# Skewness

In probability theory and statistics, skewness is a measure of the asymmetry of the probability distribution of a real-valued random variable about its mean. The value of skewness can be positive or negative, or even undefined.

## Definition

The skewness of a random variable $X$ is the third standardized moment $\gamma_1$, defined as: $$\tag{1} \gamma_1 = \operatorname{E}\left[\left(\frac{X-\mu}{\sigma}\right)^3 \right] = \frac{\mu_3}{\sigma^3} = \frac{\operatorname{E}\left[(X-\mu)^3\right]}{\ \ \ ( \operatorname{E}\left[ (X-\mu)^2 \right] )^{3/2}} = \frac{\kappa_3}{\kappa_2^{3/2}}$$ where $\mu$ is the mean, $\sigma$ is the standard deviation, $\operatorname{E}$ is the expectation operator, $\mu_3$ is the third central moment, and $\kappa_t$ are the $t$th cumulants.

## Sample Skewness

There are several ways to define sample skewness.

In many older texts, (sample) skewness is given by: $$\tag{2} g_1 = \frac{m_3}{m_2^{3/2}}$$ where $m_t$ is the $t$th (sample) moment: $$\tag{3} m_t = \frac{1}{n} \sum \left( x_i - \mu \right)^t$$ Note that $m_t$ is a biased estimate of the population moment $\mu_t$.

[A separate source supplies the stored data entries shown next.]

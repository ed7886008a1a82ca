use std::fmt;

use crate::config::MAX_STATES;
use crate::error::{AutomataError, Result};

/// Identifier of a cell state. 0 is the base (background) state.
pub type StateId = u8;

/// The base/background state.
pub const BASE_STATE: StateId = 0;

/// Largest neighbor count a Moore neighborhood can produce.
pub const MAX_COUNT: u8 = 8;

/// A subset of the neighbor counts {0, ..., 8}.
///
/// Stored as a 9-bit mask; counts above 8 can never be inserted.
#[derive(Clone, Copy, PartialEq, Eq, Hash, Default)]
pub struct CountSet(u16);

impl CountSet {
    pub const EMPTY: Self = Self(0);
    pub const FULL: Self = Self(0x1FF);

    /// Build a set from counts, dropping anything above 8
    pub fn from_counts<I: IntoIterator<Item = u8>>(counts: I) -> Self {
        let mut set = Self::EMPTY;
        for count in counts {
            set.insert(count);
        }
        set
    }

    /// Insert a count. Returns false (and leaves the set alone) if `count > 8`.
    pub fn insert(&mut self, count: u8) -> bool {
        if count > MAX_COUNT {
            return false;
        }
        self.0 |= 1 << count;
        true
    }

    #[inline]
    pub fn contains(self, count: u8) -> bool {
        count <= MAX_COUNT && self.0 & (1 << count) != 0
    }

    pub fn is_empty(self) -> bool {
        self.0 == 0
    }

    pub fn len(self) -> usize {
        self.0.count_ones() as usize
    }

    /// Counts in ascending order
    pub fn iter(self) -> impl Iterator<Item = u8> {
        (0..=MAX_COUNT).filter(move |&c| self.contains(c))
    }
}

impl fmt::Debug for CountSet {
    fn fmt(&self, f: &mut fmt::Formatter<'_>) -> fmt::Result {
        f.debug_set().entries(self.iter()).finish()
    }
}

impl FromIterator<u8> for CountSet {
    fn from_iter<I: IntoIterator<Item = u8>>(iter: I) -> Self {
        Self::from_counts(iter)
    }
}

/// Transition rule owned by one state.
///
/// `rule(target, neighbor)` holds the counts of `neighbor` among the eight
/// Moore neighbors that permit a transition into `target`. Targets are tried
/// in `preference` order and, within a target, neighbor ids in ascending
/// order; the first match wins.
#[derive(Clone, PartialEq, Eq)]
pub struct RuleSet {
    id: StateId,
    state_count: usize,
    /// Dense `state_count x state_count` table, row = target, column = neighbor
    table: Vec<CountSet>,
    preference: Vec<StateId>,
}

impl RuleSet {
    /// Create a rule set, checking every structural invariant.
    pub fn new(
        id: StateId,
        state_count: usize,
        table: Vec<CountSet>,
        preference: Vec<StateId>,
    ) -> Result<Self> {
        let invalid = |reason: String| AutomataError::InvalidRuleSet { id, reason };

        if state_count == 0 || state_count > MAX_STATES {
            return Err(invalid(format!(
                "state count {} outside 1..={}",
                state_count, MAX_STATES
            )));
        }
        if id as usize >= state_count {
            return Err(invalid(format!("id outside 0..{}", state_count)));
        }
        if table.len() != state_count * state_count {
            return Err(invalid(format!(
                "rule table has {} entries, expected {}",
                table.len(),
                state_count * state_count
            )));
        }
        let self_row = id as usize * state_count;
        if table[self_row..self_row + state_count].iter().any(|set| !set.is_empty()) {
            return Err(invalid("transition into itself must stay empty".into()));
        }

        if preference.len() != state_count - 1 {
            return Err(invalid(format!(
                "preference lists {} targets, expected {}",
                preference.len(),
                state_count - 1
            )));
        }
        let mut seen = vec![false; state_count];
        for &target in &preference {
            if target == id {
                return Err(invalid("preference refers to itself".into()));
            }
            let slot = seen
                .get_mut(target as usize)
                .ok_or_else(|| invalid(format!("preference target {} unknown", target)))?;
            if *slot {
                return Err(invalid(format!("preference repeats target {}", target)));
            }
            *slot = true;
        }

        Ok(Self {
            id,
            state_count,
            table,
            preference,
        })
    }

    /// A rule set with no transitions at all: the state never changes.
    pub fn stable(id: StateId, state_count: usize) -> Result<Self> {
        RuleSetBuilder::new(id, state_count).build()
    }

    pub fn id(&self) -> StateId {
        self.id
    }

    pub fn state_count(&self) -> usize {
        self.state_count
    }

    /// Every id except this rule set's own, ascending
    pub fn other_ids(&self) -> impl Iterator<Item = StateId> + '_ {
        (0..self.state_count)
            .map(|id| id as StateId)
            .filter(move |&id| id != self.id)
    }

    /// Counts of `neighbor` that permit a transition into `target`.
    /// Ids outside the state set have no permitted counts.
    pub fn rule(&self, target: StateId, neighbor: StateId) -> CountSet {
        let (target, neighbor) = (target as usize, neighbor as usize);
        if target >= self.state_count || neighbor >= self.state_count {
            return CountSet::EMPTY;
        }
        self.table[target * self.state_count + neighbor]
    }

    pub fn preference(&self) -> &[StateId] {
        &self.preference
    }

    /// Next state for a cell currently in this state, given its census:
    /// `census[k]` is the number of neighbors in state `k`.
    ///
    /// Pure function of the rule set and the census.
    pub fn decide(&self, census: &[u8]) -> StateId {
        debug_assert_eq!(census.len(), self.state_count);
        for &target in &self.preference {
            let row = &self.table[target as usize * self.state_count..][..self.state_count];
            if row
                .iter()
                .zip(census)
                .any(|(allowed, &count)| allowed.contains(count))
            {
                return target;
            }
        }
        self.id
    }
}

impl fmt::Debug for RuleSet {
    fn fmt(&self, f: &mut fmt::Formatter<'_>) -> fmt::Result {
        let mut rules = f.debug_map();
        for &target in &self.preference {
            let row: Vec<CountSet> = (0..self.state_count)
                .map(|neighbor| self.rule(target, neighbor as StateId))
                .collect();
            rules.entry(&target, &row);
        }
        rules.finish()?;
        write!(f, " (state {} of {})", self.id, self.state_count)
    }
}

/// Incremental construction of a [`RuleSet`], used by tests and the text
/// parser. Targets left out of the preference are appended in ascending order.
#[derive(Debug, Clone)]
pub struct RuleSetBuilder {
    id: StateId,
    state_count: usize,
    table: Vec<CountSet>,
    preference: Vec<StateId>,
    error: Option<AutomataError>,
}

impl RuleSetBuilder {
    pub fn new(id: StateId, state_count: usize) -> Self {
        Self {
            id,
            state_count,
            table: vec![CountSet::EMPTY; state_count * state_count],
            preference: Vec::new(),
            error: None,
        }
    }

    /// Replace the permitted counts of `neighbor` for a transition into `target`.
    pub fn rule<I: IntoIterator<Item = u8>>(
        mut self,
        target: StateId,
        neighbor: StateId,
        counts: I,
    ) -> Self {
        self.set_rule(target, neighbor, CountSet::from_counts(counts));
        self
    }

    pub fn set_rule(&mut self, target: StateId, neighbor: StateId, counts: CountSet) {
        let (t, n) = (target as usize, neighbor as usize);
        if t >= self.state_count || n >= self.state_count {
            self.error.get_or_insert(AutomataError::InvalidRuleSet {
                id: self.id,
                reason: format!("rule ({} <- {}) outside the state set", target, neighbor),
            });
            return;
        }
        self.table[t * self.state_count + n] = counts;
    }

    /// Append `target` to the preference order unless it is already there.
    /// Returns false for duplicates.
    pub fn push_preference(&mut self, target: StateId) -> bool {
        if self.preference.contains(&target) {
            return false;
        }
        self.preference.push(target);
        true
    }

    pub fn preference(mut self, preference: Vec<StateId>) -> Self {
        self.preference = preference;
        self
    }

    pub fn build(mut self) -> Result<RuleSet> {
        if let Some(err) = self.error {
            return Err(err);
        }
        for target in 0..self.state_count.min(MAX_STATES) {
            let target = target as StateId;
            if target != self.id && !self.preference.contains(&target) {
                self.preference.push(target);
            }
        }
        RuleSet::new(self.id, self.state_count, self.table, self.preference)
    }
}

#[cfg(test)]
mod tests {
    use super::*;

    #[test]
    fn test_count_set_rejects_large_counts() {
        let mut set = CountSet::EMPTY;
        assert!(set.insert(8));
        assert!(!set.insert(9));
        assert_eq!(set.iter().collect::<Vec<_>>(), vec![8]);
        assert!(!set.contains(9));
        assert_eq!(CountSet::FULL.len(), 9);
        assert_eq!(CountSet::from_counts([3, 1, 3, 12]).iter().collect::<Vec<_>>(), vec![1, 3]);
    }

    #[test]
    fn test_new_rejects_bad_preference() {
        let table = vec![CountSet::EMPTY; 9];
        assert!(RuleSet::new(1, 3, table.clone(), vec![0, 2]).is_ok());
        assert!(RuleSet::new(1, 3, table.clone(), vec![0, 1]).is_err(), "self reference");
        assert!(RuleSet::new(1, 3, table.clone(), vec![0, 0]).is_err(), "duplicate");
        assert!(RuleSet::new(1, 3, table.clone(), vec![0]).is_err(), "missing target");
        assert!(RuleSet::new(1, 3, table.clone(), vec![0, 5]).is_err(), "unknown target");
        assert!(RuleSet::new(3, 3, table, vec![0, 1]).is_err(), "id out of range");
    }

    #[test]
    fn test_new_rejects_self_transition() {
        let mut table = vec![CountSet::EMPTY; 4];
        table[0] = CountSet::from_counts([2]);
        let err = RuleSet::new(0, 2, table, vec![1]).unwrap_err();
        assert!(matches!(err, AutomataError::InvalidRuleSet { id: 0, .. }));
    }

    #[test]
    fn test_decide_first_match_wins() {
        // Both targets match; preference puts 2 first.
        let rules = RuleSetBuilder::new(0, 3)
            .rule(1, 1, [1])
            .rule(2, 2, [1])
            .preference(vec![2, 1])
            .build()
            .unwrap();
        assert_eq!(rules.decide(&[6, 1, 1]), 2);
        assert_eq!(rules.decide(&[7, 1, 0]), 1);
        assert_eq!(rules.decide(&[8, 0, 0]), 0, "no match keeps the state");
    }

    #[test]
    fn test_decide_counts_zero() {
        let rules = RuleSetBuilder::new(1, 2).rule(0, 1, [0]).build().unwrap();
        assert_eq!(rules.decide(&[8, 0]), 0);
        assert_eq!(rules.decide(&[7, 1]), 1);
    }

    #[test]
    fn test_builder_fills_preference() {
        let rules = RuleSetBuilder::new(2, 4).preference(vec![3]).build().unwrap();
        assert_eq!(rules.preference(), &[3, 0, 1]);
        assert_eq!(rules.other_ids().collect::<Vec<_>>(), vec![0, 1, 3]);
    }

    #[test]
    fn test_builder_reports_out_of_range_rule() {
        let result = RuleSetBuilder::new(0, 2).rule(5, 1, [1]).build();
        assert!(result.is_err());
    }

    #[test]
    fn test_stable_never_changes() {
        let rules = RuleSet::stable(1, 3).unwrap();
        for count in 0..=8 {
            assert_eq!(rules.decide(&[count, 0, 8 - count]), 1);
        }
        assert_eq!(rules.rule(7, 0), CountSet::EMPTY);
    }
}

One way to remove the bias in $g_1$ is: $$\tag{4} G_1 = \frac{\sqrt{n(n-1)}}{n-2} g_1$$

Note that this is not the only possibility. Another is given by: $$\tag{5} b_1 = \left( \frac{n-1}{n} \right)^{3/2} \frac{m_3}{m_2^{3/2}}$$

These different measures have been studied in [1]. Both of these measures are unbiased. For large sample sizes, there is little difference between the measures. Differences exist for small sample sizes, however. For samples from a normal distribution, $b_1$ has the lowest MSE; for samples from an asymmetric distribution, $G_1$ has the lowest MSE. Whatever distribution is being sampled, $G_1$ has the greatest variance.

## stats++

In stats++, $G_1$ is implemented.

## Notes and references

1. D. N. Joanes and C. A. Gill, "Comparing measures of sample skewness and kurtosis," The Statistician 47, 183--189 (1998).